*Task brief*
Word for word, restate the line containing "SDK they embed." and all the lines that come after it in the entries below. Include nothing from before it.

(Stored items)
//! # Tarra Request Core
//!
//! Resilient HTTP access to the dashboard API: bearer authentication via
//! the token broker, failure classification and bounded retries with
//! exponential backoff.
//!
//! The transport underneath ([`bridge_traits::http::HttpClient`]) is
//! single-shot; all retry decisions live in [`ApiClient`].

pub mod client;
pub mod error;

pub use client::{ApiClient, ApiRequest, ApiResponse, RetryPolicy, TokenSource};
pub use error::{RequestFailure, Result};
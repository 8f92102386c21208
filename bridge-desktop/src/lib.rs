//! # Tarra Desktop Bridge
//!
//! Desktop implementations of the platform bridge traits: a reqwest-backed
//! HTTP transport and a process-local session store.
//!
//! Identity, navigation and streaming remain host concerns; desktop shells
//! supply their own `IdentityProvider`, `Navigator` and `StreamTransport`
//! implementations wired to whatever webview or SDK they embed.

pub mod http;
pub mod storage;

pub use http::ReqwestHttpClient;
pub use storage::MemorySessionStore;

*Your response*
//! implementations wired to whatever webview or SDK they embed.

pub mod http;
pub mod storage;

pub use http::ReqwestHttpClient;
pub use storage::MemorySessionStore;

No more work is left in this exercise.